## Exercise directions
Check every line of the material below for the string "timestamp", and return the ones that have it.

%%

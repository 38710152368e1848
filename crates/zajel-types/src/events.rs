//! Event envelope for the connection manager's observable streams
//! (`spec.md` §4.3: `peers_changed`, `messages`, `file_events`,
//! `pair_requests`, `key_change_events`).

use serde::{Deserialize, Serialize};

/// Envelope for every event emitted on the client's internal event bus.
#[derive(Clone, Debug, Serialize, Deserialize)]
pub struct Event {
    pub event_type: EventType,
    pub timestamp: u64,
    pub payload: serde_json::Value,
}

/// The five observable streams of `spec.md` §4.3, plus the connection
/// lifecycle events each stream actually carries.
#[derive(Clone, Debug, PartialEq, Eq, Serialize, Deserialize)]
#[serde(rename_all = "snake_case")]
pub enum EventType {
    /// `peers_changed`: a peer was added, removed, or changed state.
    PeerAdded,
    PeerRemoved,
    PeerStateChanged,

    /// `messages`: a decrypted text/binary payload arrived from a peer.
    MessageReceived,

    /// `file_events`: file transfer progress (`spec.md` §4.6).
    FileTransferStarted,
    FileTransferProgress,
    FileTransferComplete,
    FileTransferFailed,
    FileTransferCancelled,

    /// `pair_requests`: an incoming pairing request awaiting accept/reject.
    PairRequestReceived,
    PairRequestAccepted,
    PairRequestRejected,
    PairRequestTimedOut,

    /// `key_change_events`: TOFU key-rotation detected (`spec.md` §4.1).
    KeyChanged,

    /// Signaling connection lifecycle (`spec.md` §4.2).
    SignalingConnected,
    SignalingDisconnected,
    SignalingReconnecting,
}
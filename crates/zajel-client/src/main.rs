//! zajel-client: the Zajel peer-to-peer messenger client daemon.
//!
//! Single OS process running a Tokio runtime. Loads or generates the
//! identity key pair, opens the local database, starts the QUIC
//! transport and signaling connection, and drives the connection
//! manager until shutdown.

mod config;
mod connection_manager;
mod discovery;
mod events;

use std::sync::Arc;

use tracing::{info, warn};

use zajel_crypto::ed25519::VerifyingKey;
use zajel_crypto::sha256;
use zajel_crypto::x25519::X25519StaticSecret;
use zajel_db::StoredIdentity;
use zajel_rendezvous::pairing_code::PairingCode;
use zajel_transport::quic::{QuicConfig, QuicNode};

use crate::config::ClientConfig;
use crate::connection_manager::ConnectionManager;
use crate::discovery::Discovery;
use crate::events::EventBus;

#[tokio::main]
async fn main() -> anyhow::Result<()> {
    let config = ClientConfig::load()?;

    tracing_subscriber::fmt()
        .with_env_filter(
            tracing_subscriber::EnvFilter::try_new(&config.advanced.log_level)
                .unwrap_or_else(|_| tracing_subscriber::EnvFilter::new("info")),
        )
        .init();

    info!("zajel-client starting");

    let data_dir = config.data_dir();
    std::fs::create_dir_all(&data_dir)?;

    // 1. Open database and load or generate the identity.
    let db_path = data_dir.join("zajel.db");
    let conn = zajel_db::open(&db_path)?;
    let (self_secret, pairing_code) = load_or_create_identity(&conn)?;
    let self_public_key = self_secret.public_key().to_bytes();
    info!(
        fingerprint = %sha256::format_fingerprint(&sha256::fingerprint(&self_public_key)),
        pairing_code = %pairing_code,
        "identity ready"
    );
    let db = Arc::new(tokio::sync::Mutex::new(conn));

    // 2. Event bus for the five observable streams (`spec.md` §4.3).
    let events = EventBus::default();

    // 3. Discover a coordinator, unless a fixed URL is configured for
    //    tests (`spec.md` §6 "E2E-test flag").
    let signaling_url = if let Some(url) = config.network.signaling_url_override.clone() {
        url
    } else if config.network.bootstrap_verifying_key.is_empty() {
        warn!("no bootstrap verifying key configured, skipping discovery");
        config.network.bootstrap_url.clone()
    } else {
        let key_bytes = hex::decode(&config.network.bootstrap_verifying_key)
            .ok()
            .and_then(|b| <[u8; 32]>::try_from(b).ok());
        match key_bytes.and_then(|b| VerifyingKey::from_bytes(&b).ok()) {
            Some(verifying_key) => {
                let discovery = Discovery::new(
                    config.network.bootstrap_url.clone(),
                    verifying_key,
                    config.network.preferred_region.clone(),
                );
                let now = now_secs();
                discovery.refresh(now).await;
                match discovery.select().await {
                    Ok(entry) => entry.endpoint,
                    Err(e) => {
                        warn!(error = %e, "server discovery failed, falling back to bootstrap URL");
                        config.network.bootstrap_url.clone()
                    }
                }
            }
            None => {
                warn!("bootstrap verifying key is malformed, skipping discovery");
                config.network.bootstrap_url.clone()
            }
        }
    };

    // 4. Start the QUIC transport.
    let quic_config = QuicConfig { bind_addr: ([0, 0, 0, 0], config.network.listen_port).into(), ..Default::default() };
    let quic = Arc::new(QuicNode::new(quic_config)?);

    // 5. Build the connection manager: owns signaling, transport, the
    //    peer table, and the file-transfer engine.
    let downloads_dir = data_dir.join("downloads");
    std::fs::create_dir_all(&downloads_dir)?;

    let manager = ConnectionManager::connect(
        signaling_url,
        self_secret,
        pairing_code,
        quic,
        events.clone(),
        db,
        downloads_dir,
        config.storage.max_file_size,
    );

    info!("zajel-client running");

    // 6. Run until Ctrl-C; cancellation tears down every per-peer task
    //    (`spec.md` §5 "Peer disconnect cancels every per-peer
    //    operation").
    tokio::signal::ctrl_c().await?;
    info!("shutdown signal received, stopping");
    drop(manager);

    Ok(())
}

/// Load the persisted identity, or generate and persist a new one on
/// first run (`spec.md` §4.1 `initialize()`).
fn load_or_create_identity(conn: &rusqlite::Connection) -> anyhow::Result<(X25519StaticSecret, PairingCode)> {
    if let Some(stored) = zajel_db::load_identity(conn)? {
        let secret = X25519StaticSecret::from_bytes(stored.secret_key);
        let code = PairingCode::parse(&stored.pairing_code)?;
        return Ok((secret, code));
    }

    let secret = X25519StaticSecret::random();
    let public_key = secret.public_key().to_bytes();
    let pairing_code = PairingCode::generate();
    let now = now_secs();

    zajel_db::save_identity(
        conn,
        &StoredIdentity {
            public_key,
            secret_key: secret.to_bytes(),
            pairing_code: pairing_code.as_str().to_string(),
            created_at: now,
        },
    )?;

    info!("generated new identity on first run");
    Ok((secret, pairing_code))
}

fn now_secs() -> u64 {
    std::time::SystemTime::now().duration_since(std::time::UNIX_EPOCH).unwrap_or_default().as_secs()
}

%%
%%

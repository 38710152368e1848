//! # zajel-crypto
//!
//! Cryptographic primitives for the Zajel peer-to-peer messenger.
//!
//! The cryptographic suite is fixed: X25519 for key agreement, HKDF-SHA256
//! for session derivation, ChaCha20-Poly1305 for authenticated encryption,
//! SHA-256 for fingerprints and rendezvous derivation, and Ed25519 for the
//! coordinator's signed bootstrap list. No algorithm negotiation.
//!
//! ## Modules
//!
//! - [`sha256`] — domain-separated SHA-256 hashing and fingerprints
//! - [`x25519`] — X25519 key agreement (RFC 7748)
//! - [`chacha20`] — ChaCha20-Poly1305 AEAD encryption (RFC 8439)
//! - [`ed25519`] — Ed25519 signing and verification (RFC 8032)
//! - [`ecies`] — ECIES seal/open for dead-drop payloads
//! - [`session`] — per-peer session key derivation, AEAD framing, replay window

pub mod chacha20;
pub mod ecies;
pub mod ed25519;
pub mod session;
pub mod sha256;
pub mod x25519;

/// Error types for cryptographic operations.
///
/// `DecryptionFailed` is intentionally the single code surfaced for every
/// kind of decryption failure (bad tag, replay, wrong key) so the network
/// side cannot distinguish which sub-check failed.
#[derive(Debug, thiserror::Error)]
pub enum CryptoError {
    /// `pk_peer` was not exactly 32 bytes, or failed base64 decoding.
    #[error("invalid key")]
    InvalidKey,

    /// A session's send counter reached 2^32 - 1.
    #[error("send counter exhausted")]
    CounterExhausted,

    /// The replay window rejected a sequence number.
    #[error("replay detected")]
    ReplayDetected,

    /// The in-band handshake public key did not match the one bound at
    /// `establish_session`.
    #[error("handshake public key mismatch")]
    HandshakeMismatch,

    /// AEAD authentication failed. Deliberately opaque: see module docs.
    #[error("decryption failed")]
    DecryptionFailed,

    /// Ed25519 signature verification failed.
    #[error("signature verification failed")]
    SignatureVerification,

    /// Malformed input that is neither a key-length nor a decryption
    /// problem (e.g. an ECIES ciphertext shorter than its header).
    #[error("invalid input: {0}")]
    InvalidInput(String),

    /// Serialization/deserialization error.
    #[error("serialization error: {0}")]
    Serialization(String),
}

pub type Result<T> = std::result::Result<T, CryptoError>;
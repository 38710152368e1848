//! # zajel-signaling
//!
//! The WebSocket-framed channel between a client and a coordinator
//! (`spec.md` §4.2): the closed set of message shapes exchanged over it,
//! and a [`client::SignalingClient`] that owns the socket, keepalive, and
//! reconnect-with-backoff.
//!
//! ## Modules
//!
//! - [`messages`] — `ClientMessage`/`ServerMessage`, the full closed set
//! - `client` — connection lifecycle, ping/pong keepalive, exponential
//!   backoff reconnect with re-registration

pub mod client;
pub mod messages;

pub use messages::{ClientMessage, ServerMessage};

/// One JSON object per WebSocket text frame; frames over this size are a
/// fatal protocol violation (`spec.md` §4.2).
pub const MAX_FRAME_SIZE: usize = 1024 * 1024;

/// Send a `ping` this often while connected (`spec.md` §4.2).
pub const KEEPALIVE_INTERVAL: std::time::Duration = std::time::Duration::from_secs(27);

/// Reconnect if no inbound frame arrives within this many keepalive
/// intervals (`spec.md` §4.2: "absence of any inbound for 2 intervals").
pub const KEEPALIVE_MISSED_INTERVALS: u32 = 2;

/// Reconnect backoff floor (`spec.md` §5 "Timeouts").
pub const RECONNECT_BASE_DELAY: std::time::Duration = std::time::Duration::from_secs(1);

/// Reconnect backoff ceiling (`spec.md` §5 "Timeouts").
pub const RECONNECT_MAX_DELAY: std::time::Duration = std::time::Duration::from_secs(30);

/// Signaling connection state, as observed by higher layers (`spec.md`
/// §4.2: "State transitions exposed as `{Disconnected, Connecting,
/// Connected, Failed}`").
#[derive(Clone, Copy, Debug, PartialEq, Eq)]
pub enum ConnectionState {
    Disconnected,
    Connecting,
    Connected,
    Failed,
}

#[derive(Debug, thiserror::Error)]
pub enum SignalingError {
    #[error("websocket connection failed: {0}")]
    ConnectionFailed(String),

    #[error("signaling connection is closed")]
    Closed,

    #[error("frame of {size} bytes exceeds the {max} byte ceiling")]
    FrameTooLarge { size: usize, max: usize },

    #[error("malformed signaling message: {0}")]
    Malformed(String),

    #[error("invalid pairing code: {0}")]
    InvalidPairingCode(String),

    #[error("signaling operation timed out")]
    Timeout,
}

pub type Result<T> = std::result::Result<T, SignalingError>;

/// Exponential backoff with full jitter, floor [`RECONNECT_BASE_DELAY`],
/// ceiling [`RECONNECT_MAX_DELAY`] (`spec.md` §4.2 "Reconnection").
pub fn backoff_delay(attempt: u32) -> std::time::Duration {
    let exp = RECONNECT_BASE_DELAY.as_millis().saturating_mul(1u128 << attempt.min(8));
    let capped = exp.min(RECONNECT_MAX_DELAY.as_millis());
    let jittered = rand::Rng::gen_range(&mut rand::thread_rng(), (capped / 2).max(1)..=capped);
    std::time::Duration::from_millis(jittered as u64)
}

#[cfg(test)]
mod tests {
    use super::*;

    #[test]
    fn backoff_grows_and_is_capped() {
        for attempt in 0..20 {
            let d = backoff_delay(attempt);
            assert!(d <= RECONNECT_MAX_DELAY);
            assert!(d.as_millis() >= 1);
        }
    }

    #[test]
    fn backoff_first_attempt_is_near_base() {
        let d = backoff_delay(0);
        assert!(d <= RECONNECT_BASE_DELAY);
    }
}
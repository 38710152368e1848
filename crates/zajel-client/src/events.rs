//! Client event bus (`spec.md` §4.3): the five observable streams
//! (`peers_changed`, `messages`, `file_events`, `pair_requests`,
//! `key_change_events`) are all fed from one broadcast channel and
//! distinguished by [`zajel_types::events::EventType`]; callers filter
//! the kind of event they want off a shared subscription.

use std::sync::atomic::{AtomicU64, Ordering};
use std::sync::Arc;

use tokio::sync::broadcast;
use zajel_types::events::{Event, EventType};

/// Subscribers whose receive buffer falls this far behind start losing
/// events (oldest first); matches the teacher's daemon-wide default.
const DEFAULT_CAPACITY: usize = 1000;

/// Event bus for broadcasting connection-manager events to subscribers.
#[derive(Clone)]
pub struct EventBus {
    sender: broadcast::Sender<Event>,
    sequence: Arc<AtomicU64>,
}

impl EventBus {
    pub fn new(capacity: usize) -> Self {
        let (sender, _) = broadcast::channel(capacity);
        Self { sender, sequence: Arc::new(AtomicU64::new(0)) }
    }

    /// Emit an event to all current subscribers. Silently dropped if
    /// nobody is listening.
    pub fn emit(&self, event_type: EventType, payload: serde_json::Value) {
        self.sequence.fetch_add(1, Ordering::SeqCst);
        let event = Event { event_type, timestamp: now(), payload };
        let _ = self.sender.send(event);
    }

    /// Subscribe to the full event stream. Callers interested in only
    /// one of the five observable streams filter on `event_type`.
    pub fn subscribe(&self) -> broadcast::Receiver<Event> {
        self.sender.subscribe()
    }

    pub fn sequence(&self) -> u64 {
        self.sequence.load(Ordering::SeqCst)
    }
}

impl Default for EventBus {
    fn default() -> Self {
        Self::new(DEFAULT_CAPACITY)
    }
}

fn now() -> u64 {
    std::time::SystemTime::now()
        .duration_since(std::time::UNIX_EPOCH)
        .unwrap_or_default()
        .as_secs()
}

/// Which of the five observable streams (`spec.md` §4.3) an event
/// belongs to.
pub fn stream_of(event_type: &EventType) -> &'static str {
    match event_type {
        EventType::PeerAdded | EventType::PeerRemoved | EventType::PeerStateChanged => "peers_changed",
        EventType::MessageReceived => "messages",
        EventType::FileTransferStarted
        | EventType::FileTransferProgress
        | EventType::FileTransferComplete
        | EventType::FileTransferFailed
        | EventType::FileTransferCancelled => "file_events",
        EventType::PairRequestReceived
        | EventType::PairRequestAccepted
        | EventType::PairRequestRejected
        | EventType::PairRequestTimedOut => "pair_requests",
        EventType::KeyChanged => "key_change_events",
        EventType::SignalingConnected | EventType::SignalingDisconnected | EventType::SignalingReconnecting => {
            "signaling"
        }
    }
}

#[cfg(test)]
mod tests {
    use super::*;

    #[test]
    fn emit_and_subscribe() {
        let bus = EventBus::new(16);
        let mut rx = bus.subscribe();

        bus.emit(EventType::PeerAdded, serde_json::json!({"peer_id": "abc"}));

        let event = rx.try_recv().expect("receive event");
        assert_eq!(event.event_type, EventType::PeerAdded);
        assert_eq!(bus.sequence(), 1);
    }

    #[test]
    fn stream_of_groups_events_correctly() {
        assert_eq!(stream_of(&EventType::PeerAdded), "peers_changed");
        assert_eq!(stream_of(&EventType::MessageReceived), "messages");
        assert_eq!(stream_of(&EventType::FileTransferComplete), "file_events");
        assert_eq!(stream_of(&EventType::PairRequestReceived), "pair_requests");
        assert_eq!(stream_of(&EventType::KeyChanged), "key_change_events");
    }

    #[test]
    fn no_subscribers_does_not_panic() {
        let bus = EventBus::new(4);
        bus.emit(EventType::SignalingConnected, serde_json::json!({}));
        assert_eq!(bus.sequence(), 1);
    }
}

%%

## Output for this task
    pub timestamp: u64,
        let event = Event { event_type, timestamp: now(), payload };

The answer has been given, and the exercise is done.